Three brothers from Gaunsa-Vaddo - Santa, Ganexa and Zagre Gauns - are believed to have been the first Christian converts. Their descendants are Fr. Cyriaco Fernandes MSFS, Victor Santana, Dr. Cosmas and Fr. Damian Fernandes. Incidentally, there is a book written by Rev. Fr. Cyriaco Fernandes which gives a lot of information about Siolim, and Fr. Cyriaco's life in Brazil; the book is titled "Indian Apostle in Brazil" written by Rev. Fr. Damian Fernandes.

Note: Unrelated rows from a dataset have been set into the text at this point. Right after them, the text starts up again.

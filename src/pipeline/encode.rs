//! Attachment encoding: canonical bytes → base64 [`BinaryAttachment`].
//!
//! Hosts store binaries as base64 strings next to their MIME type and a
//! suggested file name, so that is the shape produced here. Standard alphabet
//! with padding, which every consumer decodes.

use crate::error::ItemError;
use crate::pipeline::normalize::RenderedArtifact;
use base64::{engine::general_purpose::STANDARD, Engine as _};
use serde::{Deserialize, Serialize};
use tracing::debug;

/// A storage-ready encoded artifact.
#[derive(Debug, Clone, PartialEq, Eq, Serialize, Deserialize)]
#[serde(rename_all = "camelCase")]
pub struct BinaryAttachment {
    /// Base64 of the rendered bytes.
    pub data: String,
    pub mime_type: String,
    pub file_name: String,
    pub file_extension: String,
}

impl BinaryAttachment {
    /// Decode the payload back to the rendered bytes.
    pub fn decode(&self) -> Result<Vec<u8>, ItemError> {
        STANDARD.decode(&self.data).map_err(|e| ItemError::Encoding {
            detail: e.to_string(),
        })
    }
}

/// Base64-wrap a rendered artifact.
///
/// ## Why standard alphabet with padding?
/// Workflow hosts and browsers decode attachments with a plain base64
/// decoder. URL-safe or unpadded output is rejected by several of them.
///
/// # Errors
/// [`ItemError::Encoding`] only when the encoded length would not fit in
/// `usize`; in practice this never happens for a real diagram.
pub fn encode_artifact(artifact: &RenderedArtifact) -> Result<BinaryAttachment, ItemError> {
    if base64::encoded_len(artifact.bytes.len(), true).is_none() {
        return Err(ItemError::Encoding {
            detail: format!(
                "{} bytes exceed the largest encodable payload",
                artifact.bytes.len()
            ),
        });
    }

    let data = STANDARD.encode(&artifact.bytes);
    debug!(
        "Encoded {} → {} bytes base64",
        artifact.file_name,
        data.len()
    );

    Ok(BinaryAttachment {
        data,
        mime_type: artifact.mime_type.to_string(),
        file_name: artifact.file_name.clone(),
        file_extension: artifact.file_extension.to_string(),
    })
}

#[cfg(test)]
mod tests {
    use super::*;
    use crate::diagram::OutputFormat;
    use crate::pipeline::normalize::normalize_response;
    use crate::pipeline::transport::RawBody;

    fn artifact(bytes: Vec<u8>, format: OutputFormat) -> RenderedArtifact {
        normalize_response(RawBody::Bytes(bytes), format).unwrap()
    }

    #[test]
    fn binary_payload_round_trips() {
        let mut png = vec![0x89, b'P', b'N', b'G', 0x0D, 0x0A, 0x1A, 0x0A];
        png.extend((0u8..=255).collect::<Vec<_>>());
        let att = encode_artifact(&artifact(png.clone(), OutputFormat::Png)).unwrap();
        assert_eq!(att.decode().unwrap(), png);
        assert_eq!(att.mime_type, "image/png");
        assert_eq!(att.file_name, "diagram.png");
        assert_eq!(att.file_extension, "png");
    }

    #[test]
    fn text_payload_round_trips() {
        let svg = "<svg xmlns=\"http://www.w3.org/2000/svg\"><text>ü</text></svg>";
        let art = normalize_response(
            RawBody::Text {
                body: svg.into(),
                charset: None,
            },
            OutputFormat::Svg,
        )
        .unwrap();
        let att = encode_artifact(&art).unwrap();
        assert_eq!(String::from_utf8(att.decode().unwrap()).unwrap(), svg);
        assert_eq!(att.file_name, "diagram.svg");
    }

    #[test]
    fn encoding_is_deterministic_and_padded() {
        let art = artifact(b"ab".to_vec(), OutputFormat::Pdf);
        assert_eq!(encode_artifact(&art).unwrap().data, "YWI=");
        assert_eq!(encode_artifact(&art).unwrap(), encode_artifact(&art).unwrap());
    }

    #[test]
    fn serialises_with_host_field_names() {
        let att = encode_artifact(&artifact(vec![1], OutputFormat::Png)).unwrap();
        let v = serde_json::to_value(&att).unwrap();
        assert_eq!(v["mimeType"], "image/png");
        assert_eq!(v["fileName"], "diagram.png");
        assert_eq!(v["fileExtension"], "png");
        assert_eq!(v["data"], "AQ==");
    }

    #[test]
    fn corrupt_payload_fails_to_decode() {
        let att = BinaryAttachment {
            data: "***".into(),
            mime_type: "image/png".into(),
            file_name: "diagram.png".into(),
            file_extension: "png".into(),
        };
        assert!(matches!(att.decode(), Err(ItemError::Encoding { .. })));
    }
}
//! Item processing: run every stage for one input item.
//!
//! Never panics and never lets a stage error escape unclassified: the result
//! is either a success [`ResultItem`] or an [`ItemFailure`] carrying the
//! item's index. What happens to a failure is the batch runner's decision.

use crate::error::{ItemError, ItemFailure};
use crate::output::{DebugInfo, ResultItem, SuccessRecord};
use crate::pipeline::encode::encode_artifact;
use crate::pipeline::input::InputItem;
use crate::pipeline::normalize::normalize_response;
use crate::pipeline::params::{resolve_parameters, ResolvedParameters};
use crate::pipeline::request::{build_request, RenderRequest};
use crate::pipeline::transport::{KrokiTransport, RawBody};
use std::sync::Arc;
use tracing::debug;

/// PNG file signature prefix.
const PNG_SIGNATURE: [u8; 4] = [0x89, 0x50, 0x4E, 0x47];

/// Render one item.
///
/// # Arguments
/// * `transport`     — sends the single HTTP call for this item
/// * `item`          — raw parameters plus the input position
/// * `include_debug` — attach a [`DebugInfo`] to the success record
///
/// # Errors
/// An [`ItemFailure`] tagged with `item.index`, from whichever stage failed
/// first. Validation failures never reach the transport.
pub async fn process_item(
    transport: &Arc<dyn KrokiTransport>,
    item: &InputItem,
    include_debug: bool,
) -> Result<ResultItem, ItemFailure> {
    render_item(&**transport, item, include_debug)
        .await
        .map_err(|error| ItemFailure {
            index: item.index,
            error,
        })
}

async fn render_item(
    transport: &dyn KrokiTransport,
    item: &InputItem,
    include_debug: bool,
) -> Result<ResultItem, ItemError> {
    let params = resolve_parameters(&item.params)?;
    let request = build_request(&params);

    let body = transport.send(&request).await?;
    debug!(
        "Item {}: {} body, {} bytes",
        item.index,
        body.kind(),
        body.len()
    );
    let debug = include_debug.then(|| debug_info(&body, &request, &params));

    let artifact = normalize_response(body, params.output_format)?;
    let attachment = encode_artifact(&artifact)?;

    let record = SuccessRecord {
        diagram_type: params.diagram_type,
        output_format: params.output_format,
        file_name: artifact.file_name.clone(),
        mime_type: artifact.mime_type.to_string(),
        success: true,
        debug,
    };

    Ok(ResultItem::success(
        item.index,
        record,
        params.binary_property_name,
        attachment,
    ))
}

fn debug_info(body: &RawBody, request: &RenderRequest, params: &ResolvedParameters) -> DebugInfo {
    let mut info = DebugInfo {
        body_kind: body.kind().to_string(),
        body_length: body.len(),
        url: request.url.clone(),
        diagram_length: params.source.chars().count(),
        ..DebugInfo::default()
    };

    match body {
        RawBody::Bytes(bytes) => {
            info.first_bytes = Some(bytes.iter().take(16).map(|b| format!("{b:02x}")).collect());
            info.starts_with_png = Some(bytes.starts_with(&PNG_SIGNATURE));
        }
        RawBody::Text { body, .. } if params.output_format.is_textual() => {
            info.first_chars = Some(body.chars().take(100).collect());
        }
        _ => {}
    }
    info
}
//! Diagram grammars and output formats understood by Kroki.

use serde::{Deserialize, Serialize};
use std::fmt;
use std::str::FromStr;

/// A diagram grammar supported by the rendering service.
///
/// The wire identifier (see [`DiagramType::as_str`]) is the first path
/// segment of the render URL.
#[derive(Debug, Clone, Copy, PartialEq, Eq, Hash, Default, Serialize, Deserialize)]
#[serde(rename_all = "lowercase")]
pub enum DiagramType {
    ActDiag,
    BlockDiag,
    C4PlantUml,
    D2,
    Dbml,
    Ditaa,
    Excalidraw,
    GraphViz,
    #[default]
    Mermaid,
    Nomnoml,
    NwDiag,
    Pikchr,
    PlantUml,
    SeqDiag,
    Structurizr,
    Svgbob,
    TikZ,
    Umlet,
    Vega,
    VegaLite,
    WaveDrom,
    WireViz,
}

impl DiagramType {
    /// Every supported grammar, in display order.
    pub const ALL: [DiagramType; 22] = [
        DiagramType::ActDiag,
        DiagramType::BlockDiag,
        DiagramType::C4PlantUml,
        DiagramType::D2,
        DiagramType::Dbml,
        DiagramType::Ditaa,
        DiagramType::Excalidraw,
        DiagramType::GraphViz,
        DiagramType::Mermaid,
        DiagramType::Nomnoml,
        DiagramType::NwDiag,
        DiagramType::Pikchr,
        DiagramType::PlantUml,
        DiagramType::SeqDiag,
        DiagramType::Structurizr,
        DiagramType::Svgbob,
        DiagramType::TikZ,
        DiagramType::Umlet,
        DiagramType::Vega,
        DiagramType::VegaLite,
        DiagramType::WaveDrom,
        DiagramType::WireViz,
    ];

    /// Identifier used in the render URL.
    pub fn as_str(&self) -> &'static str {
        match self {
            DiagramType::ActDiag => "actdiag",
            DiagramType::BlockDiag => "blockdiag",
            DiagramType::C4PlantUml => "c4plantuml",
            DiagramType::D2 => "d2",
            DiagramType::Dbml => "dbml",
            DiagramType::Ditaa => "ditaa",
            DiagramType::Excalidraw => "excalidraw",
            DiagramType::GraphViz => "graphviz",
            DiagramType::Mermaid => "mermaid",
            DiagramType::Nomnoml => "nomnoml",
            DiagramType::NwDiag => "nwdiag",
            DiagramType::Pikchr => "pikchr",
            DiagramType::PlantUml => "plantuml",
            DiagramType::SeqDiag => "seqdiag",
            DiagramType::Structurizr => "structurizr",
            DiagramType::Svgbob => "svgbob",
            DiagramType::TikZ => "tikz",
            DiagramType::Umlet => "umlet",
            DiagramType::Vega => "vega",
            DiagramType::VegaLite => "vegalite",
            DiagramType::WaveDrom => "wavedrom",
            DiagramType::WireViz => "wireviz",
        }
    }

    /// Human-readable name, as shown by `kroki --list-types`.
    pub fn display_name(&self) -> &'static str {
        match self {
            DiagramType::ActDiag => "ActDiag",
            DiagramType::BlockDiag => "BlockDiag",
            DiagramType::C4PlantUml => "C4 PlantUML",
            DiagramType::D2 => "D2",
            DiagramType::Dbml => "DBML",
            DiagramType::Ditaa => "Ditaa",
            DiagramType::Excalidraw => "Excalidraw",
            DiagramType::GraphViz => "GraphViz",
            DiagramType::Mermaid => "Mermaid",
            DiagramType::Nomnoml => "Nomnoml",
            DiagramType::NwDiag => "NwDiag",
            DiagramType::Pikchr => "Pikchr",
            DiagramType::PlantUml => "PlantUML",
            DiagramType::SeqDiag => "SeqDiag",
            DiagramType::Structurizr => "Structurizr",
            DiagramType::Svgbob => "Svgbob",
            DiagramType::TikZ => "TikZ",
            DiagramType::Umlet => "UMLet",
            DiagramType::Vega => "Vega",
            DiagramType::VegaLite => "Vega-Lite",
            DiagramType::WaveDrom => "WaveDrom",
            DiagramType::WireViz => "WireViz",
        }
    }

    pub fn description(&self) -> &'static str {
        match self {
            DiagramType::ActDiag => "Activity diagrams",
            DiagramType::BlockDiag => "BlockDiag diagrams",
            DiagramType::C4PlantUml => "C4 model diagrams",
            DiagramType::D2 => "D2 declarative diagrams",
            DiagramType::Dbml => "Database markup language",
            DiagramType::Ditaa => "Ditaa ASCII art diagrams",
            DiagramType::Excalidraw => "Excalidraw diagrams",
            DiagramType::GraphViz => "GraphViz DOT diagrams",
            DiagramType::Mermaid => "Mermaid diagrams (flowcharts, sequence, gantt, etc.)",
            DiagramType::Nomnoml => "Nomnoml UML diagrams",
            DiagramType::NwDiag => "Network diagrams",
            DiagramType::Pikchr => "Pikchr diagrams",
            DiagramType::PlantUml => "PlantUML diagrams",
            DiagramType::SeqDiag => "Sequence diagrams",
            DiagramType::Structurizr => "Structurizr diagrams",
            DiagramType::Svgbob => "Svgbob ASCII art",
            DiagramType::TikZ => "TikZ diagrams",
            DiagramType::Umlet => "UMLet diagrams",
            DiagramType::Vega => "Vega visualization",
            DiagramType::VegaLite => "Vega-Lite visualization",
            DiagramType::WaveDrom => "WaveDrom digital timing diagrams",
            DiagramType::WireViz => "WireViz cable diagrams",
        }
    }
}

impl fmt::Display for DiagramType {
    fn fmt(&self, f: &mut fmt::Formatter<'_>) -> fmt::Result {
        f.write_str(self.as_str())
    }
}

impl FromStr for DiagramType {
    type Err = String;

    fn from_str(s: &str) -> Result<Self, Self::Err> {
        let s = s.trim();
        DiagramType::ALL
            .iter()
            .copied()
            .find(|t| t.as_str().eq_ignore_ascii_case(s))
            .ok_or_else(|| format!("Unsupported diagram type '{s}'"))
    }
}

/// Rendered output format.
#[derive(Debug, Clone, Copy, PartialEq, Eq, Hash, Default, Serialize, Deserialize)]
#[serde(rename_all = "lowercase")]
pub enum OutputFormat {
    #[default]
    Png,
    Svg,
    Pdf,
}

impl OutputFormat {
    pub const ALL: [OutputFormat; 3] = [OutputFormat::Png, OutputFormat::Svg, OutputFormat::Pdf];

    /// Identifier used in the render URL; doubles as the file extension.
    pub fn as_str(&self) -> &'static str {
        match self {
            OutputFormat::Png => "png",
            OutputFormat::Svg => "svg",
            OutputFormat::Pdf => "pdf",
        }
    }

    /// MIME type of artifacts in this format.
    pub fn mime_type(&self) -> &'static str {
        mime_type_for(self.as_str())
    }

    /// Whether the service returns this format as text (SVG is UTF-8 XML).
    pub fn is_textual(&self) -> bool {
        matches!(self, OutputFormat::Svg)
    }

    /// Suggested file name for an artifact in this format.
    pub fn file_name(&self) -> String {
        format!("diagram.{}", self.as_str())
    }
}

impl fmt::Display for OutputFormat {
    fn fmt(&self, f: &mut fmt::Formatter<'_>) -> fmt::Result {
        f.write_str(self.as_str())
    }
}

impl FromStr for OutputFormat {
    type Err = String;

    fn from_str(s: &str) -> Result<Self, Self::Err> {
        match s.trim().to_ascii_lowercase().as_str() {
            "png" => Ok(OutputFormat::Png),
            "svg" => Ok(OutputFormat::Svg),
            "pdf" => Ok(OutputFormat::Pdf),
            other => Err(format!("Unsupported output format '{other}'")),
        }
    }
}

/// MIME type for a format identifier. Total: unknown formats map to
/// `application/octet-stream`.
pub fn mime_type_for(format: &str) -> &'static str {
    match format {
        "png" => "image/png",
        "svg" => "image/svg+xml",
        "pdf" => "application/pdf",
        _ => "application/octet-stream",
    }
}

#[cfg(test)]
mod tests {
    use super::*;

    #[test]
    fn mime_mapping_is_fixed_and_total() {
        assert_eq!(mime_type_for("png"), "image/png");
        assert_eq!(mime_type_for("svg"), "image/svg+xml");
        assert_eq!(mime_type_for("pdf"), "application/pdf");
        assert_eq!(mime_type_for("jpeg"), "application/octet-stream");
        assert_eq!(mime_type_for(""), "application/octet-stream");
        assert_eq!(mime_type_for("PNG"), "application/octet-stream");
    }

    #[test]
    fn every_type_round_trips_through_its_identifier() {
        for t in DiagramType::ALL {
            assert_eq!(t.as_str().parse::<DiagramType>().unwrap(), t);
        }
    }

    #[test]
    fn type_parse_is_case_insensitive_and_rejects_unknown() {
        assert_eq!("Mermaid".parse::<DiagramType>().unwrap(), DiagramType::Mermaid);
        assert_eq!(" vegalite ".parse::<DiagramType>().unwrap(), DiagramType::VegaLite);
        assert!("flowchart".parse::<DiagramType>().is_err());
    }

    #[test]
    fn format_helpers() {
        assert_eq!(OutputFormat::Svg.file_name(), "diagram.svg");
        assert!(OutputFormat::Svg.is_textual());
        assert!(!OutputFormat::Png.is_textual());
        assert_eq!(OutputFormat::Pdf.mime_type(), "application/pdf");
        assert!("gif".parse::<OutputFormat>().is_err());
    }

    #[test]
    fn serde_uses_wire_identifiers() {
        let json = serde_json::to_string(&DiagramType::C4PlantUml).unwrap();
        assert_eq!(json, "\"c4plantuml\"");
        let json = serde_json::to_string(&DiagramType::VegaLite).unwrap();
        assert_eq!(json, "\"vegalite\"");
        let f: OutputFormat = serde_json::from_str("\"svg\"").unwrap();
        assert_eq!(f, OutputFormat::Svg);
    }
}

An Indian Apostle in Brazil by Fr. Damian Fernandes is a detailed life account of Fr. Antonio Paulo Cyriaco Fernandes by his nephew, drawn out from letters to relatives in India. It was published by the Goa Jesuit Mission at the Nagpur press in 1952. This book contains information about Fr Fernandes' life in Brazil and also information about Siolim.

==Concerns==
Most of Siolim's green fields and hills are being destroyed due to mass immigration from other states of India, with an enormous rise in new constructions of housing for immigrants. Open spaces for children and youth to play outdoors are fast disappearing. Villagers have also voiced concern over unplanned development in the area, and the need to protect green areas.

==Miscellaneous==
- Siolim has had a few football teams, the most prominent being Football Club of Siolim (FC Siolim).
- Siolim has inspired the Goan mando "Siole dongra sokolu" (the title of which could translate to Beneath The Hills of Siolim)

==Demographics==
As of 2001 India census, Siolim had a population of 10,311. Males constitute 48% of the population and females 52%. Siolim has an average literacy rate of 82%, higher than the national average of 59.5%: male literacy is 87%, and female literacy is 77%. In Siolim, 9% of the population is under 6 years of age.